* WORK REQUEST: Show every line in the records below that contains the word "derive".

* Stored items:
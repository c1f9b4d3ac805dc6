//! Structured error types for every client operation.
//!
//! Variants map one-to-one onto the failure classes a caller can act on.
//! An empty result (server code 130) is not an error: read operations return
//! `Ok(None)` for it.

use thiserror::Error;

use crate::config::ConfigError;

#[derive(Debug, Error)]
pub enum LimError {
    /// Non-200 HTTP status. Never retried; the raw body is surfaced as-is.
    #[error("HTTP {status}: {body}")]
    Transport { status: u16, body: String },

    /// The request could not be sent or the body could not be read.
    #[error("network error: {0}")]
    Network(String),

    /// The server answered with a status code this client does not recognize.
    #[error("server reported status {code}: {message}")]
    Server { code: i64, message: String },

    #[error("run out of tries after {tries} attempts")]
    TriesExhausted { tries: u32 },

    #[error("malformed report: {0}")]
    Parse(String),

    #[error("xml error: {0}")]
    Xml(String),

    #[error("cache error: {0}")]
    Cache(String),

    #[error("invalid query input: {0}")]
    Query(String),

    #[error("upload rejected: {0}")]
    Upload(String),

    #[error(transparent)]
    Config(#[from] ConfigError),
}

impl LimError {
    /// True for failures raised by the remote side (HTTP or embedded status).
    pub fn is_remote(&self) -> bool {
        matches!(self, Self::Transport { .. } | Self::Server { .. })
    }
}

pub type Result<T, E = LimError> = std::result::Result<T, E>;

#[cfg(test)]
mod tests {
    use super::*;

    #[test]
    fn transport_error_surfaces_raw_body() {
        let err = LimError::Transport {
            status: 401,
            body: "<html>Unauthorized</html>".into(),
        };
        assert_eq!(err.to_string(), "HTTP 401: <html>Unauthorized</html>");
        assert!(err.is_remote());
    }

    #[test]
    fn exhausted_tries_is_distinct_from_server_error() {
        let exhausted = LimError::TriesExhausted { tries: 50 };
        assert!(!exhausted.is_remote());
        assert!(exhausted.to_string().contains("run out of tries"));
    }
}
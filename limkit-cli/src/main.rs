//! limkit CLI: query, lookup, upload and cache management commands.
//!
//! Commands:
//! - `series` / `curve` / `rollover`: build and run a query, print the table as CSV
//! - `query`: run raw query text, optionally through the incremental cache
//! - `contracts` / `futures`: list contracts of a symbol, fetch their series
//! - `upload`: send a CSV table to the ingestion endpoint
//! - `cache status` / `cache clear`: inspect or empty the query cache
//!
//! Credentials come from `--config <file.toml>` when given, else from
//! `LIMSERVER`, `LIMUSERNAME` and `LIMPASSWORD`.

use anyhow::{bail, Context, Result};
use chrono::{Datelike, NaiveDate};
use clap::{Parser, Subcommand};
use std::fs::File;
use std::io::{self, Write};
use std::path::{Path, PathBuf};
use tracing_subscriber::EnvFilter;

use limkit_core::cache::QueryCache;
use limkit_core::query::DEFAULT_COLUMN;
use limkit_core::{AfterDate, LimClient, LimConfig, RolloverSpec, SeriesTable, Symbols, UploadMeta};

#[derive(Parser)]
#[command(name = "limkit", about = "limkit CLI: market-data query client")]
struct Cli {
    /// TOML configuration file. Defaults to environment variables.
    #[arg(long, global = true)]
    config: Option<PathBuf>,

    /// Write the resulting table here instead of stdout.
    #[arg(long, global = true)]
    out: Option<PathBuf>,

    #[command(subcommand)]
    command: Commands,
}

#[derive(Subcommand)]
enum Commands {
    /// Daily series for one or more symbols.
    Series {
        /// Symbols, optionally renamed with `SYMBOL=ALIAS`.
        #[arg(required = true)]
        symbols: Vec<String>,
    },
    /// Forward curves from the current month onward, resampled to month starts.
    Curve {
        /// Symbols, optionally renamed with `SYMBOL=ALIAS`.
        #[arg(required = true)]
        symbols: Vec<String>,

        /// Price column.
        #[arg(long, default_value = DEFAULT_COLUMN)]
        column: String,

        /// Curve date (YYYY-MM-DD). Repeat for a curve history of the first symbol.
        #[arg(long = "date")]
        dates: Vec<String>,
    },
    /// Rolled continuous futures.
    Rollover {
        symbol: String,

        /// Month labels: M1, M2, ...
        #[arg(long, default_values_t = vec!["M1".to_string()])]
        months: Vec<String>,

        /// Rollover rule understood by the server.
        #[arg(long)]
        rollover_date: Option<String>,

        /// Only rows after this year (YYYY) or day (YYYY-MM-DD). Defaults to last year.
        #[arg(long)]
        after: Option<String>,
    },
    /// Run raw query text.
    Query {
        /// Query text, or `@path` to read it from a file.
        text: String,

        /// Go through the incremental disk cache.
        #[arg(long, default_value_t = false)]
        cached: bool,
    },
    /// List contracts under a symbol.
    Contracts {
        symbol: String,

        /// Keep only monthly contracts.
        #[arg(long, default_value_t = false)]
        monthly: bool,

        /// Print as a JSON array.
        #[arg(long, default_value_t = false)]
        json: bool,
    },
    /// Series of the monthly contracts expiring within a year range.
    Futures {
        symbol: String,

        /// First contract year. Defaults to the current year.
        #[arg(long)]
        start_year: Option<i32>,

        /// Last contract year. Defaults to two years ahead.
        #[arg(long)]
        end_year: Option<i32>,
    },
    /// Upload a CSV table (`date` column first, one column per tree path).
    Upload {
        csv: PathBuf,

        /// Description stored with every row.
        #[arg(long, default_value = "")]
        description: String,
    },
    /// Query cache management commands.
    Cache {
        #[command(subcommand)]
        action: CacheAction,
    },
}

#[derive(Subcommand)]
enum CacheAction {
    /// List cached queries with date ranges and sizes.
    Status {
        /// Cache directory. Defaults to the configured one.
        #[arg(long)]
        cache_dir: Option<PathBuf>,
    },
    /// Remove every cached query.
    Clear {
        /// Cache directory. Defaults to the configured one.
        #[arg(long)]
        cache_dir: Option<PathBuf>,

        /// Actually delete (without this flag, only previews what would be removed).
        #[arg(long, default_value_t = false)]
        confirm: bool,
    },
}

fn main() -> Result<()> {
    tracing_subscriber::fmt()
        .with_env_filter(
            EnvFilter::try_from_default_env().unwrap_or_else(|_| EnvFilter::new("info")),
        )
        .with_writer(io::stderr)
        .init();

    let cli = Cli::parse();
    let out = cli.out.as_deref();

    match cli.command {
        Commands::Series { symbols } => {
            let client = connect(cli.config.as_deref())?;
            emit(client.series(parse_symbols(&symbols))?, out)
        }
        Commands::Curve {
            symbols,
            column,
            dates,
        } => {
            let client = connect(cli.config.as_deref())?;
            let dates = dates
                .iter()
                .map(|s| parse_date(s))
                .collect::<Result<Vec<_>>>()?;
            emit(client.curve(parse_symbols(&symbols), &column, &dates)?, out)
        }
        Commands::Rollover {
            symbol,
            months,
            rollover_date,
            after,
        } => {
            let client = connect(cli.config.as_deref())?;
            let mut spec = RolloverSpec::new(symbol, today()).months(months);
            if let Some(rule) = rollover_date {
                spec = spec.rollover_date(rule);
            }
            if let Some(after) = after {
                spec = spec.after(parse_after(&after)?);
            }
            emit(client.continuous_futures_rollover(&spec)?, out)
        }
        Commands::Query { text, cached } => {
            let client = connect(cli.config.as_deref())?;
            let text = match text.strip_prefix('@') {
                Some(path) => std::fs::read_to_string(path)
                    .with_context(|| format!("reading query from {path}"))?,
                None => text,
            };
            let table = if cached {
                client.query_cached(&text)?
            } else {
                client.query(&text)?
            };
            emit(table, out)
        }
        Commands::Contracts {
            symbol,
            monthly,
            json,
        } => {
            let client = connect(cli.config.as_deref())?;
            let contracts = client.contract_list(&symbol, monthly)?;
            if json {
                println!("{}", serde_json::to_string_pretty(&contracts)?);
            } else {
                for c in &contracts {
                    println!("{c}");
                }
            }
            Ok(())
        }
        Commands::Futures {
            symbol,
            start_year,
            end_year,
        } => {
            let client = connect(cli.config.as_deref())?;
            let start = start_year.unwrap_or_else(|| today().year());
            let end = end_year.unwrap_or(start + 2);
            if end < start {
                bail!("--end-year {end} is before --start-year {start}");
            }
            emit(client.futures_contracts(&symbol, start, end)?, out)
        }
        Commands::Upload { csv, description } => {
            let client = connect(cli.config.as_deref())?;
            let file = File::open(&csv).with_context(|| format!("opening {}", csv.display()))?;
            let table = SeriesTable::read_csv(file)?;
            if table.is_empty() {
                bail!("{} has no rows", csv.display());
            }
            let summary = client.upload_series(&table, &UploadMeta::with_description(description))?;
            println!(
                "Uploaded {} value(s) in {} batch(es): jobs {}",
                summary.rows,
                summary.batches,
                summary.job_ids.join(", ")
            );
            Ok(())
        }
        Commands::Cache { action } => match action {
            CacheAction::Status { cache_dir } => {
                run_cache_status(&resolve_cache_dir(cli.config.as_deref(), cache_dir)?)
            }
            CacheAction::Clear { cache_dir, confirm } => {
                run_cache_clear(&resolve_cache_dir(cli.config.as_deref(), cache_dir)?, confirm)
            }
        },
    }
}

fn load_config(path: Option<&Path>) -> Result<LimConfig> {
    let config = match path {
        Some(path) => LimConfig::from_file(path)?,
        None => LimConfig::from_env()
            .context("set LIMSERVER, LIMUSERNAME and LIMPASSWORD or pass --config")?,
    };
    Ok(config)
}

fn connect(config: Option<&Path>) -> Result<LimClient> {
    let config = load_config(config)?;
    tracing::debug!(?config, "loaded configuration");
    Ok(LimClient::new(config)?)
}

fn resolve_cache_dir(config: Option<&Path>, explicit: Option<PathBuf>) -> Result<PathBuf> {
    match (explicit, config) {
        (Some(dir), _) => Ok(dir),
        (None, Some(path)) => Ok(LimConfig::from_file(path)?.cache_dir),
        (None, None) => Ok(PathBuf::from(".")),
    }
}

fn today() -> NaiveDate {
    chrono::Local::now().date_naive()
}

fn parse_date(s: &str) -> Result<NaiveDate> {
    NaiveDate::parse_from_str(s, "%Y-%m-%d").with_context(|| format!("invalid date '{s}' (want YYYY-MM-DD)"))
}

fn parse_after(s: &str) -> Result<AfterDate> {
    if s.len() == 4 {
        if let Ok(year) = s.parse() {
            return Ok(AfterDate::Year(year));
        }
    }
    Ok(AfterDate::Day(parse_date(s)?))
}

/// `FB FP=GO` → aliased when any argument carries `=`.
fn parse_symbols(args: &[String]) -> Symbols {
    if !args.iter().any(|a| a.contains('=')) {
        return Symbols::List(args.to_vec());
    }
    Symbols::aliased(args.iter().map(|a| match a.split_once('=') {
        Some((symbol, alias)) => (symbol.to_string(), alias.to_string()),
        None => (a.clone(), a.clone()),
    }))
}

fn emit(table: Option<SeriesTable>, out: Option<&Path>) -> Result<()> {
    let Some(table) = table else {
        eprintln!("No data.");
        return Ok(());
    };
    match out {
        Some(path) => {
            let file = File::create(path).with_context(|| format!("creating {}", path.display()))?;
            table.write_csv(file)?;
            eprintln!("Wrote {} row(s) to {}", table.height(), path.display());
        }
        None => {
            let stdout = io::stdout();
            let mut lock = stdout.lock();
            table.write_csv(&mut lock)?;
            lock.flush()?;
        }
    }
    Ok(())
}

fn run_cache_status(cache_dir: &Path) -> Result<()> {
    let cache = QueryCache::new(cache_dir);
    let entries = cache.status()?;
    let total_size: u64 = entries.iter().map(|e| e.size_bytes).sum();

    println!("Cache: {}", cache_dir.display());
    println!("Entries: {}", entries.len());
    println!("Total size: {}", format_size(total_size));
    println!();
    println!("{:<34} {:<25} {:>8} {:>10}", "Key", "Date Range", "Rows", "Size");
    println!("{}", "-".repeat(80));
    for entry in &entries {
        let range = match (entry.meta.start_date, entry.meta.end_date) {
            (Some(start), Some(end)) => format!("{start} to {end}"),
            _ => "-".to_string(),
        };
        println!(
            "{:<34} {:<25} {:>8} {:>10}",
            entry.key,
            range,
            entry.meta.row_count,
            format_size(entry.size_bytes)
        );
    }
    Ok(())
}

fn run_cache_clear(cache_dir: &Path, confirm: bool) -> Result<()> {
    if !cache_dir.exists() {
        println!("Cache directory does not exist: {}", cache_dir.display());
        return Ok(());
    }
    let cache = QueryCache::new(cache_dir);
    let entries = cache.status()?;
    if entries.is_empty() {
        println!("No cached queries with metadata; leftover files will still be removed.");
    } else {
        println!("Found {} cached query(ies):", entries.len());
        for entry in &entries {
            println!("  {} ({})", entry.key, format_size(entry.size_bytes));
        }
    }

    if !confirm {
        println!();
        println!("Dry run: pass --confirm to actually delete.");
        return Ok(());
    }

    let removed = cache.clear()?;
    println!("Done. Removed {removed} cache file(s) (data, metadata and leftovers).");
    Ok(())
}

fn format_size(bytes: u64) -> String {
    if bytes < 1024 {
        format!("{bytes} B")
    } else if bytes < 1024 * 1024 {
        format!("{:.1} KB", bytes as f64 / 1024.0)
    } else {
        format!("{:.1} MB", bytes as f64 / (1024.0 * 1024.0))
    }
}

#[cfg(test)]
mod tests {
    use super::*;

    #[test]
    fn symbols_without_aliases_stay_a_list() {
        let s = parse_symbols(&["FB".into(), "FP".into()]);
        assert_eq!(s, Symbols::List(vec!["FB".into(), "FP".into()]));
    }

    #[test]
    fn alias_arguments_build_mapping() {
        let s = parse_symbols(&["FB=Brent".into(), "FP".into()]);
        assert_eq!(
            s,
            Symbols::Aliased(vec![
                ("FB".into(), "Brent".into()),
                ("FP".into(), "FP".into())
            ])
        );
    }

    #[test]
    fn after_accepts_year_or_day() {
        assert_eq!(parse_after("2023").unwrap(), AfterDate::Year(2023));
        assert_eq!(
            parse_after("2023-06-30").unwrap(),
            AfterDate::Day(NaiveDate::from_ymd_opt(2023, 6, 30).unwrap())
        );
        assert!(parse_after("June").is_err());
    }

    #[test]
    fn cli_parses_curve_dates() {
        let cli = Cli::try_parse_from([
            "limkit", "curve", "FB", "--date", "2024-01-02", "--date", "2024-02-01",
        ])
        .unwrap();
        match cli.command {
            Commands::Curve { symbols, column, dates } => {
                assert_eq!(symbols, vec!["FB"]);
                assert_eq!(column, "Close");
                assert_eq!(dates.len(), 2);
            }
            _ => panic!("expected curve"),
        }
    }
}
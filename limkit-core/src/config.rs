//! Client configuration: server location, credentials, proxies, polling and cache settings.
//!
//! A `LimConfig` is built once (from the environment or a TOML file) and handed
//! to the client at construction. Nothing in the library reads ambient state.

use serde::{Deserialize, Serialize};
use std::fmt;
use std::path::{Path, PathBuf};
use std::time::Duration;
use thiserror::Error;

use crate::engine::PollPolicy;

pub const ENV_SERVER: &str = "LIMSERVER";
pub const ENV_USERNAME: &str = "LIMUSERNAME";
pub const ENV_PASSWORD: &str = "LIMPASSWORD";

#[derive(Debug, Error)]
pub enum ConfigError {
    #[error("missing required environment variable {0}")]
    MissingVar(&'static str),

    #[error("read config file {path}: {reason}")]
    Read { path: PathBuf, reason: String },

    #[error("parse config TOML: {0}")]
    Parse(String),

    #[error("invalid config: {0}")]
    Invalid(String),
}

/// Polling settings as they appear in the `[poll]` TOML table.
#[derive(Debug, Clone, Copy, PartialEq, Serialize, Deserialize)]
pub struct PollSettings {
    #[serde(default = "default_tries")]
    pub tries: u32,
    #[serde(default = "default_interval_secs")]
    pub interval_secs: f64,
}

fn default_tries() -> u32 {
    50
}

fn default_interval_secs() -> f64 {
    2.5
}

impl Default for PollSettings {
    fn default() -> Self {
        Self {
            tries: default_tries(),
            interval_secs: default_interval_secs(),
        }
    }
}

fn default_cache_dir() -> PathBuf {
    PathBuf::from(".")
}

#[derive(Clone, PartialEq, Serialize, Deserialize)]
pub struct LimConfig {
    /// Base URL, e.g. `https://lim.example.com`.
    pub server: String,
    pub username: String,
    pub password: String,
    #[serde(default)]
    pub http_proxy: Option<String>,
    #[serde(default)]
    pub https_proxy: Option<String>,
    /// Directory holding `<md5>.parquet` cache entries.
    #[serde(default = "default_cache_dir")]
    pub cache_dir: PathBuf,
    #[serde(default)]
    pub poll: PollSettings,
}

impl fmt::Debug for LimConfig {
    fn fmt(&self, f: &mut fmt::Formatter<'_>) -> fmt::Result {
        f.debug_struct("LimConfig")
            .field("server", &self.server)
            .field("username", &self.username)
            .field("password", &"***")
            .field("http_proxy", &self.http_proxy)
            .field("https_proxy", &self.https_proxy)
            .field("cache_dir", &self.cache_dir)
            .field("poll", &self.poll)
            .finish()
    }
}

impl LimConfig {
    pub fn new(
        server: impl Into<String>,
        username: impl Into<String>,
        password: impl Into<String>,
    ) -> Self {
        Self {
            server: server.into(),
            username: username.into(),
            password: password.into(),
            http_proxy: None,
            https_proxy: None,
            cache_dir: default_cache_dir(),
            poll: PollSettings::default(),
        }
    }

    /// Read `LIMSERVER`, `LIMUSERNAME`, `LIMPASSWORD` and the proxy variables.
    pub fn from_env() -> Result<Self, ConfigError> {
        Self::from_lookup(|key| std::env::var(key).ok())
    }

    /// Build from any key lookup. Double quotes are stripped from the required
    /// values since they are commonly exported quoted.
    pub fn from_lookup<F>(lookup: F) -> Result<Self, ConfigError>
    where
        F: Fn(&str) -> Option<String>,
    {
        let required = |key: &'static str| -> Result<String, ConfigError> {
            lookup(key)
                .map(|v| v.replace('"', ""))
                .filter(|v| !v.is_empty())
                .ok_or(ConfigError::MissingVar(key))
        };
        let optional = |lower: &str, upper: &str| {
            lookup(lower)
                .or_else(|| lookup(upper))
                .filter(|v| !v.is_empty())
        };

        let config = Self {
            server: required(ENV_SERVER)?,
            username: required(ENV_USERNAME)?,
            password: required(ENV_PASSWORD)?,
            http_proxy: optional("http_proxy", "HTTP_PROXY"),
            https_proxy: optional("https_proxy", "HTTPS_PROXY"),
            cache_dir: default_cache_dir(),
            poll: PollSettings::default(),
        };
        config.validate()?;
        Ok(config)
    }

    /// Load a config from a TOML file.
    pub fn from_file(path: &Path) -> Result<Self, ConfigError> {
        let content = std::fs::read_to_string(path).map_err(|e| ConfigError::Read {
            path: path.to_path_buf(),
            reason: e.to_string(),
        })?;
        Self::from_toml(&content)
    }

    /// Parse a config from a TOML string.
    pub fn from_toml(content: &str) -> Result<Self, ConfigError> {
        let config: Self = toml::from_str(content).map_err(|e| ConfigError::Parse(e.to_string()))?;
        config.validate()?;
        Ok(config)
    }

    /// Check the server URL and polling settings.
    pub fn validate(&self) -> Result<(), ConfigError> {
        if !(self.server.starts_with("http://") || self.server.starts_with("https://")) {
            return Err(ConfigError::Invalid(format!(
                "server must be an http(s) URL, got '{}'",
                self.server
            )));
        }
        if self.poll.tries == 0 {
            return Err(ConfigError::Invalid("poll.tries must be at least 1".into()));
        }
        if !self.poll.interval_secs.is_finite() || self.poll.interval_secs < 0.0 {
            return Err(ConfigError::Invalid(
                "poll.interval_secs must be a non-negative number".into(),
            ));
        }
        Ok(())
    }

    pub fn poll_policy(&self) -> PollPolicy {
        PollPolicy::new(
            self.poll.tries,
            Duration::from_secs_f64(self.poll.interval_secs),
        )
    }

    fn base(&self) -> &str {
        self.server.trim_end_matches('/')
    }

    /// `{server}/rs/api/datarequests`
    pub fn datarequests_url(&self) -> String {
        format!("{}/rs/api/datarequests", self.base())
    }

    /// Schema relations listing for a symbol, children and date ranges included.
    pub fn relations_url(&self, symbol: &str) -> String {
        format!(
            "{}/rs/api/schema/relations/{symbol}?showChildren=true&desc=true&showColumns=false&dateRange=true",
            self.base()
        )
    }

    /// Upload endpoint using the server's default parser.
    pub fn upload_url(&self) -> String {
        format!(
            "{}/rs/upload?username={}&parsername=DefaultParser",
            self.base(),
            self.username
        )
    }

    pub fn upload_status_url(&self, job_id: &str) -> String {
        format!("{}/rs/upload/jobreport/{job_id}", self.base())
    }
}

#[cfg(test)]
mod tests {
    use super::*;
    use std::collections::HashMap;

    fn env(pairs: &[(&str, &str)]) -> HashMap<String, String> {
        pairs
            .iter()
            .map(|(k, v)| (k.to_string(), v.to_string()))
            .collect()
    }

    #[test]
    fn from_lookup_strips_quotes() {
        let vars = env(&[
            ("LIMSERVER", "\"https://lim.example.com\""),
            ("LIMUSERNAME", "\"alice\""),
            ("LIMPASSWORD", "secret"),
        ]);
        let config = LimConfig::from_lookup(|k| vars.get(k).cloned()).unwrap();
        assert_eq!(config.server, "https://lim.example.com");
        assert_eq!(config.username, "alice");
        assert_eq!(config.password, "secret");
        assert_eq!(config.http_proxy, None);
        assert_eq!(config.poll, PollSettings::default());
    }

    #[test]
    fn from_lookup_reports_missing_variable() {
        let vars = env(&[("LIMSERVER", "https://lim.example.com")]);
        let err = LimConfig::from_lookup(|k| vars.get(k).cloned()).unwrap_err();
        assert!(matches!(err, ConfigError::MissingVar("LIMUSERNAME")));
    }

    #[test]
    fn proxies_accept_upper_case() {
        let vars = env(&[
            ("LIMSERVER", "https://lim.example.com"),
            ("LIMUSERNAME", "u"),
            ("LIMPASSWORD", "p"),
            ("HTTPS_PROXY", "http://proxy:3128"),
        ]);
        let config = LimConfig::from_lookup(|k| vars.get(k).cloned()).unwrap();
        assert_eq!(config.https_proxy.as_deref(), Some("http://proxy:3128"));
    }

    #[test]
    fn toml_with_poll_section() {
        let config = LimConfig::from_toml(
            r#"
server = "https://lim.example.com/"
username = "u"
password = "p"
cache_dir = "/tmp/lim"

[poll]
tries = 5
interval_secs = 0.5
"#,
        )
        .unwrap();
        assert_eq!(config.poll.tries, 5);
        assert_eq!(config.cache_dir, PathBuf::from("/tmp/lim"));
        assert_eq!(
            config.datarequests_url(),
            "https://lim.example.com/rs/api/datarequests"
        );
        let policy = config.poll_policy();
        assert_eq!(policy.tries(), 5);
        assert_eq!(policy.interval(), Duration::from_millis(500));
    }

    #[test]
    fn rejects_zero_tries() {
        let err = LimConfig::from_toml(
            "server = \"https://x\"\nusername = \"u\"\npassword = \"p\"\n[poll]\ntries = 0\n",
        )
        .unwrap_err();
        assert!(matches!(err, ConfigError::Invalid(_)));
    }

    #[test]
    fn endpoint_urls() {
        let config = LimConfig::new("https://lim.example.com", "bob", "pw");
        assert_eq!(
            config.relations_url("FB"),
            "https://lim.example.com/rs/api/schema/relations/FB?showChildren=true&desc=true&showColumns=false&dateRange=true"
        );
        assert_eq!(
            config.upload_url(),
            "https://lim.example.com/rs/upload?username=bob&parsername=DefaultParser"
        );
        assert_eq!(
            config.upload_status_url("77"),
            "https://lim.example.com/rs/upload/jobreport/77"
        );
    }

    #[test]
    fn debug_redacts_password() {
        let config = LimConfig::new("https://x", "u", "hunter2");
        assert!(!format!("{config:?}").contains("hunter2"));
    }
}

* TASK RESULT:
#[derive(Debug, Error)]
#[derive(Parser)]
#[derive(Subcommand)]
#[derive(Subcommand)]
#[derive(Debug, Error)]
#[derive(Debug, Clone, Copy, PartialEq, Serialize, Deserialize)]
#[derive(Clone, PartialEq, Serialize, Deserialize)]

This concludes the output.